Google’s Money-Making Ad Machine

http://www.channelregister.co.uk/2008/03/18/when_google_does_evil/

(6 Pages - see links at bottom to progress)

This article discusses many of the details of Google’s ad auction service that do not get covered in Econ 204 lecture. Recently, advertisements on Google have been receiving less clicks, which Google claims is an attempt to get rid of “unintentional” clicks and provide higher quality ads. The article uses this as a jumping point for examining how Google’s secret ad machine works. In our discussions in class, we talked about how bids for ads might work for specific keyword searches. However, Google also uses something called “automatic matching” which tries to apply ads to related searches, even when the advertiser has not bid on that search term. That way, if the terms the advertiser bid on do not generate as many clicks as Google expected, they can broaden the appearance of ads to other searches and charge the advertiser for the clicks they receive with these other keywords. Google is currently treating this service as a beta and automatically applying it to advertiser bids unless they opt out, meaning many advertisers may be paying for ads they hadn’t bidded on.

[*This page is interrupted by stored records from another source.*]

//! TUI rendering for the enrichment form.
//!
//! This module handles all UI rendering logic using the `ratatui` crate:
//! the form view (field rows, address card, inline map), the interactive
//! map view, the submission history view, and the modal alert popup.

use crate::app::{App, ViewMode};
use crate::models::FIELDS;
use ratatui::{
    prelude::*,
    widgets::{block::Position as TitlePosition, block::Title, canvas::*, *},
};

use ratatui::text::Line;

/// Renders one frame based on current application state.
///
/// Selects the view from [`App::view_mode`] (form, map, or history) and
/// draws the modal alert on top when one is pending.
pub fn render(f: &mut Frame, app: &App) {
    match app.view_mode {
        ViewMode::Form => render_form_view(f, app),
        ViewMode::Map => render_map_view(f, app),
        ViewMode::History => render_history_view(f, app),
    }

    if let Some(msg) = &app.alert {
        render_alert(f, msg);
    }
}

/// Form view: header, eight field rows, resolved-address card, inline map.
///
/// While the current cycle is loading, every field cell and the address
/// card show an animated progress gauge instead of a text control. The map
/// panel appears only once both coordinate fields parse as a usable point.
fn render_form_view(f: &mut Frame, app: &App) {
    let chunks = Layout::default()
        .direction(Direction::Vertical)
        .constraints([
            Constraint::Length(3),                    // Header
            Constraint::Length(FIELDS.len() as u16 + 2), // Form rows
            Constraint::Length(5),                    // Address card
            Constraint::Min(8),                       // Map / hint
            Constraint::Length(1),                    // Footer
        ])
        .split(f.size());

    render_header(f, chunks[0]);
    render_form_fields(f, app, chunks[1]);
    render_address_card(f, app, chunks[2]);

    if let Some(center) = app.coords() {
        let popup = app.address.as_ref().map(|a| a.summary());
        draw_map_canvas(f, chunks[3], center, app.map_span, popup);
    } else {
        let hint = Paragraph::new("Enter a coordinate or press f to fetch one; the map appears here.")
            .style(Style::default().fg(Color::DarkGray))
            .alignment(Alignment::Center)
            .block(Block::default().borders(Borders::ALL).border_style(Style::default().fg(Color::DarkGray)));
        f.render_widget(hint, chunks[3]);
    }

    render_footer(
        f,
        app,
        chunks[4],
        " f Fetch Location │ Tab switch field │ type digits . + - │ m Map │ h History │ q Quit",
    );
}

fn render_header(f: &mut Frame, area: Rect) {
    let header = Layout::default()
        .direction(Direction::Horizontal)
        .constraints([Constraint::Min(0), Constraint::Length(22)])
        .split(area);

    let title = Paragraph::new("Geolocation POC")
        .style(Style::default().add_modifier(Modifier::BOLD))
        .block(Block::default().borders(Borders::BOTTOM));
    f.render_widget(title, header[0]);

    // The one trigger the form has, styled as a button.
    let button = Paragraph::new(" Fetch Location [f] ")
        .style(Style::default().fg(Color::Black).bg(Color::Cyan))
        .alignment(Alignment::Center)
        .block(Block::default().borders(Borders::BOTTOM));
    f.render_widget(button, header[1]);
}

fn render_form_fields(f: &mut Frame, app: &App, area: Rect) {
    let block = Block::default()
        .title(" Enrichment Form ")
        .borders(Borders::ALL)
        .border_type(BorderType::Rounded);
    let inner = block.inner(area);
    f.render_widget(block, area);

    let rows = Layout::default()
        .direction(Direction::Vertical)
        .constraints(vec![Constraint::Length(1); FIELDS.len()])
        .split(inner);

    for (field, row) in FIELDS.iter().zip(rows.iter()) {
        let cells = Layout::default()
            .direction(Direction::Horizontal)
            .constraints([Constraint::Length(14), Constraint::Min(0)])
            .split(*row);

        let label = Paragraph::new(format!(" {}", field.label))
            .style(Style::default().fg(Color::Gray));
        f.render_widget(label, cells[0]);

        if app.is_loading() {
            f.render_widget(loading_gauge(app), cells[1]);
            continue;
        }

        let focused = field.editable && field.id == app.focused_field;
        let mut value = app.form.value(field.id).to_string();
        if focused {
            value.push('▏');
        }
        let style = if focused {
            Style::default().fg(Color::Cyan).add_modifier(Modifier::BOLD)
        } else if field.editable {
            Style::default().fg(Color::White)
        } else {
            Style::default().fg(Color::DarkGray)
        };
        f.render_widget(Paragraph::new(value).style(style), cells[1]);
    }
}

fn render_address_card(f: &mut Frame, app: &App, area: Rect) {
    let block = Block::default()
        .title(" Resolved Address ")
        .borders(Borders::ALL)
        .border_style(Style::default().fg(Color::DarkGray));
    let inner = block.inner(area);
    f.render_widget(block, area);

    if app.is_loading() {
        f.render_widget(loading_gauge(app), inner);
        return;
    }

    if let Some(addr) = &app.address {
        let card = Paragraph::new(addr.summary())
            .alignment(Alignment::Center)
            .wrap(Wrap { trim: true });
        f.render_widget(card, inner);
    }
}

/// Indeterminate progress indicator shown in place of every input while
/// the cycle's requests are outstanding. The tick counter drives the sweep.
fn loading_gauge(app: &App) -> Gauge<'static> {
    Gauge::default()
        .gauge_style(Style::default().fg(Color::Cyan).bg(Color::Rgb(20, 20, 20)))
        .percent(((app.tick_count * 9) % 100) as u16)
        .label("Please Wait...")
}

/// Map view: full-screen canvas, arrow keys pan, +/- zoom.
fn render_map_view(f: &mut Frame, app: &App) {
    let chunks = Layout::default()
        .direction(Direction::Vertical)
        .constraints([Constraint::Min(0), Constraint::Length(1)])
        .split(f.size());

    let popup = app.address.as_ref().map(|a| a.summary());
    draw_map_canvas(f, chunks[0], app.map_center, app.map_span, popup);
    render_footer(f, app, chunks[1], " ↑↓←→ pan │ +/- zoom │ Esc back │ q Quit");
}

/// Draws the world-outline canvas with one marker at `center` and an
/// optional popup label above it.
fn draw_map_canvas(f: &mut Frame, area: Rect, center: (f64, f64), span: f64, popup: Option<String>) {
    let (lat, lon) = center;
    let canvas = Canvas::default()
        .block(
            Block::default()
                .title(format!(" Map ({:.4}, {:.4}) ", lat, lon))
                .borders(Borders::ALL),
        )
        .marker(symbols::Marker::Braille)
        // Terminal cells are taller than wide; double the longitude span
        // so the view doesn't look squashed.
        .x_bounds([lon - span * 2.0, lon + span * 2.0])
        .y_bounds([lat - span, lat + span])
        .paint(move |ctx| {
            ctx.draw(&Map {
                color: Color::Rgb(50, 50, 50),
                resolution: MapResolution::High,
            });

            if let Some(text) = &popup {
                ctx.print(
                    lon,
                    lat + span * 0.15,
                    Line::from(Span::styled(
                        format!(" {} ", text),
                        Style::default().fg(Color::Black).bg(Color::Yellow),
                    )),
                );
            }
            ctx.print(
                lon,
                lat,
                Line::from(Span::styled(
                    " ⌖ ",
                    Style::default().fg(Color::Cyan).add_modifier(Modifier::BOLD),
                )),
            );
        });
    f.render_widget(canvas, area);
}

/// History view: previously submitted records, newest first.
fn render_history_view(f: &mut Frame, app: &App) {
    let chunks = Layout::default()
        .direction(Direction::Vertical)
        .constraints([Constraint::Min(0), Constraint::Length(1)])
        .split(f.size());

    let items: Vec<ListItem> = app
        .history
        .iter()
        .enumerate()
        .map(|(i, entry)| {
            let style = if i == app.history_index {
                Style::default()
                    .fg(Color::Cyan)
                    .bg(Color::Rgb(30, 30, 60))
                    .add_modifier(Modifier::BOLD)
            } else {
                Style::default()
            };
            let r = &entry.record;
            ListItem::new(Line::from(vec![
                Span::styled(
                    format!(" {} ", entry.saved_at.format("%Y-%m-%d %H:%M")),
                    Style::default().fg(Color::DarkGray),
                ),
                Span::styled(format!("│ {}, {} ", r.city, r.country), style),
                Span::styled(
                    format!("│ {} │ {} ", r.postal_code, r.ip_address),
                    Style::default().fg(Color::DarkGray),
                ),
            ]))
        })
        .collect();

    let list = List::new(items).block(
        Block::default()
            .title(" Submitted Records ")
            .borders(Borders::ALL)
            .border_type(BorderType::Rounded),
    );
    f.render_widget(list, chunks[0]);

    render_footer(f, app, chunks[1], " j/k select │ e Export CSV │ Esc back │ q Quit");
}

fn render_footer(f: &mut Frame, app: &App, area: Rect, help: &str) {
    let text = match &app.status {
        Some(status) => format!("{}   {}", help, status),
        None => help.to_string(),
    };
    let footer = Paragraph::new(text).style(Style::default().fg(Color::DarkGray));
    f.render_widget(footer, area);
}

/// Modal alert popup; any key dismisses it.
fn render_alert(f: &mut Frame, msg: &str) {
    let area = centered_rect(60, 5, f.size());
    f.render_widget(Clear, area);
    let popup = Paragraph::new(msg)
        .wrap(Wrap { trim: true })
        .alignment(Alignment::Center)
        .style(Style::default().fg(Color::Yellow))
        .block(
            Block::default()
                .title(" Notice ")
                .title(
                    Title::from(" press any key ")
                        .position(TitlePosition::Bottom)
                        .alignment(Alignment::Right),
                )
                .borders(Borders::ALL)
                .border_style(Style::default().fg(Color::Yellow)),
        );
    f.render_widget(popup, area);
}

fn centered_rect(percent_x: u16, height: u16, area: Rect) -> Rect {
    let width = area.width * percent_x / 100;
    let x = area.x + (area.width.saturating_sub(width)) / 2;
    let y = area.y + (area.height.saturating_sub(height)) / 2;
    Rect::new(x, y, width, height.min(area.height))
}

#[cfg(test)]
mod tests {
    use super::*;
    use crate::config::Config;
    use crate::events::Event;
    use crate::models::{ResolvedAddress, ReverseGeocodeResponse};
    use ratatui::backend::TestBackend;

    fn buffer_text(terminal: &Terminal<TestBackend>) -> String {
        let buffer = terminal.backend().buffer();
        let mut text = String::new();
        for y in 0..buffer.area.height {
            for x in 0..buffer.area.width {
                text.push_str(buffer.get(x, y).symbol());
            }
            text.push('\n');
        }
        text
    }

    #[test]
    fn loading_replaces_inputs_with_indicators_until_the_cycle_settles() {
        let backend = TestBackend::new(100, 40);
        let mut terminal = Terminal::new(backend).unwrap();
        let mut app = App::new(Config::default(), Vec::new());
        app.form.latitude = "52.52".into();
        app.form.longitude = "13.405".into();

        app.begin_fetch();
        app.take_commands();
        terminal.draw(|f| render(f, &app)).unwrap();
        let text = buffer_text(&terminal);
        assert!(text.contains("Please Wait..."));

        app.handle_event(Event::GeocodeResult(Ok(ReverseGeocodeResponse {
            error: None,
            address: Some(ResolvedAddress {
                city: Some("Berlin".into()),
                state: Some("Berlin".into()),
                postcode: Some("10117".into()),
                country: Some("Germany".into()),
                ..Default::default()
            }),
        })));
        app.handle_event(Event::IpResult(Ok("203.0.113.7".into())));
        app.take_commands();

        terminal.draw(|f| render(f, &app)).unwrap();
        let text = buffer_text(&terminal);
        assert!(!text.contains("Please Wait..."));
        assert!(text.contains("Germany"));
        assert!(text.contains("203.0.113.7"));
    }

    #[test]
    fn alert_popup_renders_over_the_form() {
        let backend = TestBackend::new(100, 40);
        let mut terminal = Terminal::new(backend).unwrap();
        let mut app = App::new(Config::default(), Vec::new());
        app.alert = Some("Please enter valid latitude and longitude values".into());

        terminal.draw(|f| render(f, &app)).unwrap();
        let text = buffer_text(&terminal);
        assert!(text.contains("Please enter valid latitude"));
        assert!(text.contains("Notice"));
    }
}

Google’s algorithm for running the advertising auctions is much more intricate than the algorithms given in class. In fact, only the company itself knows exactly how it works, and it changes over time. One added intricacy is that instead of bidding on an exact search, like was discussed so far in class, advertisers can also bid on a “phrase match” (which consists of the exact search plus a few other words tagged on) or a “broad match.” With “broad match,” Google will place the ads in searches it deems relevant to the one the advertiser paid for. However, the article gives the example that a bid on “dog gifts” may result in an ad on the search “hot dog buns” which likely is not what the advertiser wants. Previously broad match meant applying the ads to searches with any keyword in any order, but now ads might appear on searches containing none of the keywords supplied by the advertiser. Erick Herring of Adapt is quoted in the article saying “If you’re Google, the way to expand revenue is to expand ‘coverage.’ Google can’t get paid if someone does a search and there’s not an ad in place that a person can click on.”

By using some hidden algorithm to determine relevant searches, Google may not perform the service the advertisers thought they was paying for, and companies may be charged for ads thay didn’t want to place. One customer for instance found out that after paying nearly $7500 a month, most of his ads appeared on other “content sites” that pay Google for their ad service rather than Google itself, some of which with nonsensical URLs like 1000jogos.com. The matching algorithm for matching advertisers to slots has some hidden components as well. In class, we treated this as a second price auction with slots being valued based on click-through rate and advertisers bidding on the value of a single click. However, Google also considers other factors like the quality of the page placing the ad and the relevance of ad text. They give each advertiser a quality score and the lower one’s score, the higher the minimum bid to place any ads at all and often the lower the placement on the page. Hence big businesses get better treatment than small ones and can place ads with a lower minimum bid. As a business, Google’s algorithms moreso act to maximize the company’s own revenue, rather than the social welfare maximizing algorithms in class.